Tuesday, February 06, 2007 Cabaero: Narcopolitics as campaign fodder By Nini B. Cabaero Beyond 30
THE issue of funding for an election campaign has always been a sensitive matter. Funding could spell victory or defeat of a candidate and could dictate on the interests that would hold the victor once placed into office.
Who is funding a campaign then becomes a question posed by rivals at each other in an attempt to mock a candidate’s character and to link a competitor to dirty money and bad people.
This is the tenor of the word war now going on between Cebu City Rep. Antonio Cuenco and probable south district congressional candidate Jonathan Guardo.
Guardo has filed a graft complaint against Cuenco for the questioned purchase of passenger-type vehicles for Cebu City barangays. Cuenco retorted with a claim that “narcopolitics has entered the south district” and at least three drug lords are reportedly supporting Guardo’s campaign.
The graft complaint is now with the proper body, the Office of the Ombudsman-Visayas.
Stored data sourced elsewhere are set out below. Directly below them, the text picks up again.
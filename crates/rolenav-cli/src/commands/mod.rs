// Rolenav
// Copyright (C) 2025 Synerthink

// This program is free software: you can redistribute it and/or modify
// it under the terms of the GNU Affero General Public License as published by
// the Free Software Foundation, either version 3 of the License, or
// (at your option) any later version.

// This program is distributed in the hope that it will be useful,
// but WITHOUT ANY WARRANTY; without even the implied warranty of
// MERCHANTABILITY or FITNESS FOR A PARTICULAR PURPOSE.  See the
// GNU Affero General Public License for more details.

// You should have received a copy of the GNU Affero General Public License
// along with this program.  If not, see <http://www.gnu.org/licenses/>.

pub mod catalog;
pub mod config;
pub mod grants;
pub mod nav;
pub mod roles;
pub mod serve;

use crate::config::RolenavConfig;
use anyhow::Result;
use rolenav_api::{ApiClient, HttpPermissionStore, HttpRoleSource};
use rolenav_core::{Catalog, Composer, FilePermissionStore, PermissionStore, RoleProvider, RoleSource, StaticRoleSource, StoreRoleSource};
use std::sync::Arc;
use tracing::{info, warn};

/// Everything a subcommand needs, wired for local or remote mode
pub struct CommandContext {
    pub catalog: Arc<Catalog>,
    pub store: Arc<dyn PermissionStore>,
    pub roles: RoleProvider,
    pub composer: Composer,
}

impl CommandContext {
    pub async fn new(config: &RolenavConfig) -> Result<Self> {
        let local_catalog = match &config.catalog_path {
            Some(path) => Catalog::from_path(path)?,
            None => Catalog::builtin()?,
        };

        let (catalog, store, role_source): (Arc<Catalog>, Arc<dyn PermissionStore>, Arc<dyn RoleSource>) = match &config.server_url {
            Some(url) => {
                let client = ApiClient::new(url.clone());
                // The server's catalog is authoritative when it can be reached
                let catalog = Arc::new(match client.catalog().await {
                    Ok(remote) => remote,
                    Err(e) => {
                        warn!("Using local catalog, {} did not answer: {}", url, e);
                        local_catalog
                    }
                });
                info!("Using permission API at {}", url);
                let store: Arc<dyn PermissionStore> = Arc::new(HttpPermissionStore::new(client.clone()).with_catalog(catalog.clone()));
                let role_source: Arc<dyn RoleSource> = Arc::new(HttpRoleSource::new(client));
                (catalog, store, role_source)
            }
            None => {
                let catalog = Arc::new(local_catalog);
                info!("Using grant file {}", config.data_file.display());
                let store: Arc<dyn PermissionStore> = Arc::new(FilePermissionStore::open(&config.data_file, catalog.clone()).await?);
                let role_source: Arc<dyn RoleSource> = if config.roles.is_empty() {
                    Arc::new(StoreRoleSource::new(store.clone()))
                } else {
                    Arc::new(StaticRoleSource::new(config.roles.clone()))
                };
                (catalog, store, role_source)
            }
        };

        Ok(Self {
            composer: Composer::with_threshold(config.collapse_threshold),
            catalog,
            store,
            roles: RoleProvider::new(role_source),
        })
    }
}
The narcopolitics tag is still in the air. The general definition of “narcopolitics” is the struggle by drug syndicates to gain state power using proceeds from illegal drug activities to fund elections and extend their tentacles not only to law enforcement branches but to the judiciary, legislature and the media, as well.
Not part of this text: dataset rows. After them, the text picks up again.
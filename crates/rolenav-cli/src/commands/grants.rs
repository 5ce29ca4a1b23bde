// Rolenav
// Copyright (C) 2025 Synerthink

// This program is free software: you can redistribute it and/or modify
// it under the terms of the GNU Affero General Public License as published by
// the Free Software Foundation, either version 3 of the License, or
// (at your option) any later version.

// This program is distributed in the hope that it will be useful,
// but WITHOUT ANY WARRANTY; without even the implied warranty of
// MERCHANTABILITY or FITNESS FOR A PARTICULAR PURPOSE.  See the
// GNU Affero General Public License for more details.

// You should have received a copy of the GNU Affero General Public License
// along with this program.  If not, see <http://www.gnu.org/licenses/>.

use super::CommandContext;
use anyhow::Result;
use rolenav_core::{GrantView, PermissionEditor, Settlement};

/// Print the editor table for a role
pub async fn show_grants(ctx: &CommandContext, role: &str) -> Result<()> {
    let editor = PermissionEditor::new(ctx.store.clone(), ctx.catalog.clone());
    if let Err(e) = editor.load_role(role).await {
        eprintln!("Warning: grants for {} could not be loaded ({}), showing everything as denied", role, e);
    }

    println!("Grants for {}:", role);
    print!("{}", render_grants(&editor.snapshot(role)));

    Ok(())
}

/// Set one grant through the editor, reporting a rollback as an error
pub async fn set_grant(ctx: &CommandContext, role: &str, path: &str, allowed: bool) -> Result<()> {
    let editor = PermissionEditor::new(ctx.store.clone(), ctx.catalog.clone());
    editor.load_role(role).await?;

    match editor.toggle(role, path, allowed).await? {
        Settlement::Committed => {
            println!("{} {} for {}", if allowed { "Allowed" } else { "Denied" }, path, role);
            Ok(())
        }
        other => anyhow::bail!("grant {} {} was not committed ({:?})", role, path, other),
    }
}

fn render_grants(rows: &[GrantView]) -> String {
    let mut out = format!("{:<24} {:<24} {:<16} {:<8}\n", "Title", "Path", "Group", "Allowed");
    out.push_str(&"-".repeat(75));
    out.push('\n');

    for row in rows {
        out.push_str(&format!(
            "{:<24} {:<24} {:<16} {:<8}\n",
            row.title,
            row.path,
            row.group_name.as_deref().unwrap_or("-"),
            if row.value { "yes" } else { "no" }
        ));
    }

    out
}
Once they have that power, they can proceed with their illegal operations unafraid of anyone stopping them.
Warnings have been made in past elections about narcopolitics entering the picture and of illegal drug trade money funding poll ambitions. Candidates accused rivals of being chummy with known drug traders; institutions were told to watch out for people with selfish business interests trying to enter their doors. Cebu Archbishop Ricardo Cardinal Vidal in past elections joined the fight against narcopolitics.
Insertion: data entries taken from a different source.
// Rolenav
// Copyright (C) 2025 Synerthink

// This program is free software: you can redistribute it and/or modify
// it under the terms of the GNU Affero General Public License as published by
// the Free Software Foundation, either version 3 of the License, or
// (at your option) any later version.

// This program is distributed in the hope that it will be useful,
// but WITHOUT ANY WARRANTY; without even the implied warranty of
// MERCHANTABILITY or FITNESS FOR A PARTICULAR PURPOSE.  See the
// GNU Affero General Public License for more details.

// You should have received a copy of the GNU Affero General Public License
// along with this program.  If not, see <http://www.gnu.org/licenses/>.

//! Permission record handlers

use crate::error::{ApiError, ApiResult};
use crate::handlers::json_response;
use crate::models::{DeleteGrantResponse, PermissionsResponse, UpsertGrantRequest};
use crate::state::AppState;
use http_body_util::Full;
use hyper::{Response, StatusCode, body::Bytes};
use tracing::{info, instrument, warn};

/// All records of a role
/// GET /permissions/{role}
#[instrument(skip(state))]
pub async fn get_permissions(state: &AppState, role: String) -> ApiResult<Response<Full<Bytes>>> {
    let routes_data = state.store.grants_for_role(&role).await?;
    info!("Returning {} records for {}", routes_data.len(), role);

    json_response(StatusCode::OK, &PermissionsResponse { routes_data })
}

/// Upsert one record
/// PUT /permissions
pub async fn upsert_permission(state: &AppState, body: Bytes) -> ApiResult<Response<Full<Bytes>>> {
    let request: UpsertGrantRequest = serde_json::from_slice(&body).map_err(|e| ApiError::BadRequest {
        message: format!("Invalid permission body: {}", e),
    })?;

    let stored = state.store.upsert_grant(request.into_record()).await.inspect_err(|e| warn!("Rejected grant write: {}", e))?;
    info!("Grant {} {} = {}", stored.role, stored.path, stored.is_allowed);

    json_response(StatusCode::OK, &stored)
}

/// Remove one record
/// DELETE /permissions/{role}/{path}
#[instrument(skip(state))]
pub async fn delete_permission(state: &AppState, role: String, path: String) -> ApiResult<Response<Full<Bytes>>> {
    let deleted = state.store.delete_grant(&role, &path).await?;

    json_response(StatusCode::OK, &DeleteGrantResponse { deleted })
}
But the struggle to keep drug money out of government cannot be won within a word war between election rivals.
The charge of narcopolitics is a convenient material for competitors in a political exercise. It is an issue that stems from the sensitive matter over campaign funding; and the drug problem is a concern that could get popular support.
Narcopolitics as an issue, however, cannot be addressed as mere campaign fodder among political rivals. It should be a concern for the electorate; an area where voters can demand that their candidates openly reject illegal drugs money.
Those who will suffer from the effects of narcopolitics would not be those who will get elected but the people who will continue to bear a corrupt government and system.